= Problem description =
Only the count is expected: the number of lines below that contain "EnsureOutcome".

= Given data =
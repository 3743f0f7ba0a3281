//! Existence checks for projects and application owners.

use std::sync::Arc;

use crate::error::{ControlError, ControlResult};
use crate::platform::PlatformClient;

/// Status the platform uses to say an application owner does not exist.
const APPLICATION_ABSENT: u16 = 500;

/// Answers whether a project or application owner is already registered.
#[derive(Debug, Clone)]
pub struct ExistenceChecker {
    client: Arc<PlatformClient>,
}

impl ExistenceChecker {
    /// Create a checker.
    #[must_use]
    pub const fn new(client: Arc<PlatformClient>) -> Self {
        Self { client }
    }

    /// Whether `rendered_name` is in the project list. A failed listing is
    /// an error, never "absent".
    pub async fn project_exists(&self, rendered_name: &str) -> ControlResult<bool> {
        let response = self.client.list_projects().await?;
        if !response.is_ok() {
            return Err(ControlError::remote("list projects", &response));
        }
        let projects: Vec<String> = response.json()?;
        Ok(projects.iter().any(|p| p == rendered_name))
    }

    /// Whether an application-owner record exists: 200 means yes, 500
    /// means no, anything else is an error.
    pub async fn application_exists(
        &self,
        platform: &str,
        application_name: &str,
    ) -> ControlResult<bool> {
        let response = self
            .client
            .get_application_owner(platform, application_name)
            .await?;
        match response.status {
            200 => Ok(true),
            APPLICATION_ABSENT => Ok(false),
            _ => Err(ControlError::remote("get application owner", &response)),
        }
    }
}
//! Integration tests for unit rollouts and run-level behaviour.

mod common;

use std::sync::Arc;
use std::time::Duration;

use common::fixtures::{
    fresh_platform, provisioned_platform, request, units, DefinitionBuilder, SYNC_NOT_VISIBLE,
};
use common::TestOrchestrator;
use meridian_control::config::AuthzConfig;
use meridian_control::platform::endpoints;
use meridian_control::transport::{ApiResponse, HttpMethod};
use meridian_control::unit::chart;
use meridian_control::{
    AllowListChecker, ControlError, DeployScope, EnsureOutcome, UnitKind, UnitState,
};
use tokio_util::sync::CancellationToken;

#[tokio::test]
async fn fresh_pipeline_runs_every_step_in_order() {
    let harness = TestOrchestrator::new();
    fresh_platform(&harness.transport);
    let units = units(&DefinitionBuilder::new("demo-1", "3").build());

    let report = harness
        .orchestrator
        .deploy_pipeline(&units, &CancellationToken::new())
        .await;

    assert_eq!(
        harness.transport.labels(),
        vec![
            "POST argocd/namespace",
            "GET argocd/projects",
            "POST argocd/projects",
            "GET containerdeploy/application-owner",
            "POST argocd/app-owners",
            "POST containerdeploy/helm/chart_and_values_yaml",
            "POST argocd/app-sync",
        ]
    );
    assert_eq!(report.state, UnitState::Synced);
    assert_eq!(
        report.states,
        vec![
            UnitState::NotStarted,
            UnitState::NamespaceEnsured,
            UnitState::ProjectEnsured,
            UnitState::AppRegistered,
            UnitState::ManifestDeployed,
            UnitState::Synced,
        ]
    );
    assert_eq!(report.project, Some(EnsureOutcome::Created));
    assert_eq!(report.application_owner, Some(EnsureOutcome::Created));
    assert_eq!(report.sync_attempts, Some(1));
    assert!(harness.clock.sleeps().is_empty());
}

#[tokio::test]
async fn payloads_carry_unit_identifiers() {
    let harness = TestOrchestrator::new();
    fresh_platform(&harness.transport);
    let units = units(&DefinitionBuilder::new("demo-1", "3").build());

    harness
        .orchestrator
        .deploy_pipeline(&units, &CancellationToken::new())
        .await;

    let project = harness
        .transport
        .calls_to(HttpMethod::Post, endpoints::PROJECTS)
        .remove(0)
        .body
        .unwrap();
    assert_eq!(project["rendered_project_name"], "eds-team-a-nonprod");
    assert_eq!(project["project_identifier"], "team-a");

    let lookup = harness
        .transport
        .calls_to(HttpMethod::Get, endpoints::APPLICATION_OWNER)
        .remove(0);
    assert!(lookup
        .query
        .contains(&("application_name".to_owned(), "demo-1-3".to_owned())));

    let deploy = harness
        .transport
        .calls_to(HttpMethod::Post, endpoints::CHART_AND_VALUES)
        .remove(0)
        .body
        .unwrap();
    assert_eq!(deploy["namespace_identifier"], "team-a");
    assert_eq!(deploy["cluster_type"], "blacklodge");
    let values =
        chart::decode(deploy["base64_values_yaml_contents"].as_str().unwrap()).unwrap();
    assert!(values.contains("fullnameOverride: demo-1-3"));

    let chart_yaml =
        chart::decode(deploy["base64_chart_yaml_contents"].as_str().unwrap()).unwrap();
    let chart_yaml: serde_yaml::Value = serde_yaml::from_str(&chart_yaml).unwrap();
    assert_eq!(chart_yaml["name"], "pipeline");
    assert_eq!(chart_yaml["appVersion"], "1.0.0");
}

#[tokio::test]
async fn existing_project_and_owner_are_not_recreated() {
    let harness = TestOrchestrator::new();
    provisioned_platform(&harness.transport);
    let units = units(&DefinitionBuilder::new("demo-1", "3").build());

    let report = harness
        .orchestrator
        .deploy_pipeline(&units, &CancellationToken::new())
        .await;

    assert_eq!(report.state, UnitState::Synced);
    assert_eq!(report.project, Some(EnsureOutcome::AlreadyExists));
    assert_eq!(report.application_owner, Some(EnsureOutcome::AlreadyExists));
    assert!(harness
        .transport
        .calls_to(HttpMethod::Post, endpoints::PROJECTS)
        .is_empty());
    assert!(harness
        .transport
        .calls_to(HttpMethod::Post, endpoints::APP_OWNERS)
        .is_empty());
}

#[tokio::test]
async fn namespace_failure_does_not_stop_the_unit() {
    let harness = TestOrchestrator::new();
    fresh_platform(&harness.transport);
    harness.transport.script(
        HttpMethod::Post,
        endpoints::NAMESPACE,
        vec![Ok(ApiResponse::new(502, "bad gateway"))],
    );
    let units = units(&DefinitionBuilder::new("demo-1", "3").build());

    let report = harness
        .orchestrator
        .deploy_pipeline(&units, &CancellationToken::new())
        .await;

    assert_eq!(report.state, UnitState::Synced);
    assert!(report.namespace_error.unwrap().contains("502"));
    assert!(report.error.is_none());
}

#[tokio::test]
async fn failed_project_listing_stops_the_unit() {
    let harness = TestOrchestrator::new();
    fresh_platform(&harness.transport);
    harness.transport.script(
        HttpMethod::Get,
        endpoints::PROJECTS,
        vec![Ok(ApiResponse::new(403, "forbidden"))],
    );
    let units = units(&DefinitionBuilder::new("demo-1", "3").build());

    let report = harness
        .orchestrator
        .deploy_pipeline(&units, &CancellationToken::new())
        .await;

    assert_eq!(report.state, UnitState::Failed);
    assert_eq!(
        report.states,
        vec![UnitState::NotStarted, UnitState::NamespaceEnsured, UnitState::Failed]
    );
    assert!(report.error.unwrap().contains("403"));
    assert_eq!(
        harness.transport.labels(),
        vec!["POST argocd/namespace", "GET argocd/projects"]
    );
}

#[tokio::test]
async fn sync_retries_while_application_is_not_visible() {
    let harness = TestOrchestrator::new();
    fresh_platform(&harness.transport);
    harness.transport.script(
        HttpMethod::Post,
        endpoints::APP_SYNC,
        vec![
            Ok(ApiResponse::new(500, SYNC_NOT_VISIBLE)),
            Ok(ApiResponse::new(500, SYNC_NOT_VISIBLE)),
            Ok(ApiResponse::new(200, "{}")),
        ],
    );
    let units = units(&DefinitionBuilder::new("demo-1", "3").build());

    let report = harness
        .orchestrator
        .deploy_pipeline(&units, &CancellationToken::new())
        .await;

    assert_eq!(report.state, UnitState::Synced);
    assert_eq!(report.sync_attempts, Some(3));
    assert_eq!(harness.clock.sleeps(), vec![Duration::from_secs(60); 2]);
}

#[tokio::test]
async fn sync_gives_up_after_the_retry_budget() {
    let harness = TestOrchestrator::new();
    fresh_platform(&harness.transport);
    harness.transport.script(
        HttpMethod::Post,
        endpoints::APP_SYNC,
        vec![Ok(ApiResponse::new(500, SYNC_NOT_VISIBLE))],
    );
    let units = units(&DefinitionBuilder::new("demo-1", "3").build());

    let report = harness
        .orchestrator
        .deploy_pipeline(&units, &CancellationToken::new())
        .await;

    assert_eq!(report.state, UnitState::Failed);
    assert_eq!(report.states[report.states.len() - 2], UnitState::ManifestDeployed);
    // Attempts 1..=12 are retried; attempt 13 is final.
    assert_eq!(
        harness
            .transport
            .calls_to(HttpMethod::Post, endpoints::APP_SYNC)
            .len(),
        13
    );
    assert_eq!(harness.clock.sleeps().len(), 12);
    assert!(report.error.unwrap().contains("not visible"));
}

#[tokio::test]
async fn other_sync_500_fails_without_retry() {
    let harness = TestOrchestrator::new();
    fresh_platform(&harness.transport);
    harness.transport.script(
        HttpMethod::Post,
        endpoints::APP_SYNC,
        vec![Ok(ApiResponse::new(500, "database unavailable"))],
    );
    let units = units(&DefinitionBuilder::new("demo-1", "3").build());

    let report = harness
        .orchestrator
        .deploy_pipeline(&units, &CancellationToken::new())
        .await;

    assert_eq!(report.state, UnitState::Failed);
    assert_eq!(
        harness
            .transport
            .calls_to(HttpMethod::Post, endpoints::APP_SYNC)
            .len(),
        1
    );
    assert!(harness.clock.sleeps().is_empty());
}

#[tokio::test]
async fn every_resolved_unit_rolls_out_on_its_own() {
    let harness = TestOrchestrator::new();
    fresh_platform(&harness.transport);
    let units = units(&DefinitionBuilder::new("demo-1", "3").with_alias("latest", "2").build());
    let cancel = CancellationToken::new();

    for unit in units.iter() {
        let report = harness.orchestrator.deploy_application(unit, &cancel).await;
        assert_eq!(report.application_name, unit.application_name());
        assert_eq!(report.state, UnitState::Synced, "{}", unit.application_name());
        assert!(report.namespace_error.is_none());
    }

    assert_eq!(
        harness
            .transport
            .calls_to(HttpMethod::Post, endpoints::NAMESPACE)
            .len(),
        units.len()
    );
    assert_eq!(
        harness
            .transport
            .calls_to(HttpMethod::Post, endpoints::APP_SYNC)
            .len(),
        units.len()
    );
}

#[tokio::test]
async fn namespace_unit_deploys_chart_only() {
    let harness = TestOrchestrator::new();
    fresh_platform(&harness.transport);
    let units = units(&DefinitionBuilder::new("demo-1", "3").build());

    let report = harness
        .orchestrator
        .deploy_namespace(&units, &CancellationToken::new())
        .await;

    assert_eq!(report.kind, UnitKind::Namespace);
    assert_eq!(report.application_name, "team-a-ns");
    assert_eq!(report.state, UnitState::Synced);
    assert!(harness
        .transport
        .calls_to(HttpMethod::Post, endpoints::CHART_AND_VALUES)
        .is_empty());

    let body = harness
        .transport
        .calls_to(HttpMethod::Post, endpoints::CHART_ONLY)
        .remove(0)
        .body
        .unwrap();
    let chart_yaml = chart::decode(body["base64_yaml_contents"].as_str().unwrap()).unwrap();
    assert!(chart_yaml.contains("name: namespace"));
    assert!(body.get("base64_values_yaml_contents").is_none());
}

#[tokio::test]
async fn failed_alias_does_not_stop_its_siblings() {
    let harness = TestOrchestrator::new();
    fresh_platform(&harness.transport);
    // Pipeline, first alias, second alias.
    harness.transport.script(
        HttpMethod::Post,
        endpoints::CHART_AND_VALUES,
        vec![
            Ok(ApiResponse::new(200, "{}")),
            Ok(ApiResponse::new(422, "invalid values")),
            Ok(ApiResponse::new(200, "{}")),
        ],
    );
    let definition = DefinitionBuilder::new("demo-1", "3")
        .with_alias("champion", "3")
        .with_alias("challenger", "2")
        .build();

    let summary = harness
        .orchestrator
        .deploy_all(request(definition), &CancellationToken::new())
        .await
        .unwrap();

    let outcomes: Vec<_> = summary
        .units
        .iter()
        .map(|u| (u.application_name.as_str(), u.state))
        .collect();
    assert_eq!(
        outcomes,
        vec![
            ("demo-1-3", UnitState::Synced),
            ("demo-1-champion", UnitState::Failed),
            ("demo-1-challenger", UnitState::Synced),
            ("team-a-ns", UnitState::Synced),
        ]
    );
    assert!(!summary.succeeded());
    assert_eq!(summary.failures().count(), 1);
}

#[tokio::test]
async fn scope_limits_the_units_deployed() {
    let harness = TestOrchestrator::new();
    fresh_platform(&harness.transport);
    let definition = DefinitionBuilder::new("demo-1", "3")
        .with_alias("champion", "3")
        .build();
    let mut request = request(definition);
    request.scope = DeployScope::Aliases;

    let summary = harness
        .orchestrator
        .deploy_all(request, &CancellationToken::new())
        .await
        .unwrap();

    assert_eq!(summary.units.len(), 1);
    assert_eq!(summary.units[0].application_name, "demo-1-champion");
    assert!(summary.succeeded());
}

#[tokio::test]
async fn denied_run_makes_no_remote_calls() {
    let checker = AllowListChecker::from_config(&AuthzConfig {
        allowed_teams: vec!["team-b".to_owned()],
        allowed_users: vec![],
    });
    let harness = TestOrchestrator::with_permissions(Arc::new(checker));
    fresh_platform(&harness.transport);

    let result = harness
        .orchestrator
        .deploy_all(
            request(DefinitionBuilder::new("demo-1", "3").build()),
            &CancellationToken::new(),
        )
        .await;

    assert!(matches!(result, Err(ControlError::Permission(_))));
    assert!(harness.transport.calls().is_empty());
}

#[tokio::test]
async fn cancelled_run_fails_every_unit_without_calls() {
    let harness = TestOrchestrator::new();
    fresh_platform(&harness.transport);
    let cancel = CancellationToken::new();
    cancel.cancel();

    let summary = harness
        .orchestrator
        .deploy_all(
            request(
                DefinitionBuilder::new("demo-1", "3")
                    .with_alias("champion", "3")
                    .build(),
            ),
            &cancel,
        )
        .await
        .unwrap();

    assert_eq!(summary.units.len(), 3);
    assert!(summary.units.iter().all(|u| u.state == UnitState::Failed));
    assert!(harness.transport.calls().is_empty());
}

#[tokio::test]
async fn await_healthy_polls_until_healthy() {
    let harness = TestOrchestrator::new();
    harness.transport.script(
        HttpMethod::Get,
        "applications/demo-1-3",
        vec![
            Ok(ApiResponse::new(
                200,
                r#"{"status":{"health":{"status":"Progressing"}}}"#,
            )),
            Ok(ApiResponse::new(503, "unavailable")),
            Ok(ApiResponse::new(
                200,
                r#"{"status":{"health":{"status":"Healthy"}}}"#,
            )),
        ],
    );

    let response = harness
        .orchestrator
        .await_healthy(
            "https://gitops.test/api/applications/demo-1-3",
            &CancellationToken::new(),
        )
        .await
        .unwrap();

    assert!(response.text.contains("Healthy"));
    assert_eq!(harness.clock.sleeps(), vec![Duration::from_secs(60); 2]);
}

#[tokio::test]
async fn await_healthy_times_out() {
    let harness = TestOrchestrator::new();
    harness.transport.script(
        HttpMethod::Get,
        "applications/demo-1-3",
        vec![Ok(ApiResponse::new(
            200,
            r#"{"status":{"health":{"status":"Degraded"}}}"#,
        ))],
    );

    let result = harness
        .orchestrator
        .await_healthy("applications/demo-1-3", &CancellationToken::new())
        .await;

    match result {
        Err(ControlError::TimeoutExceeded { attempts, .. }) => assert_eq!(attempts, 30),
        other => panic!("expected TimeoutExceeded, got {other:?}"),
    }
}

= Worked solution =
5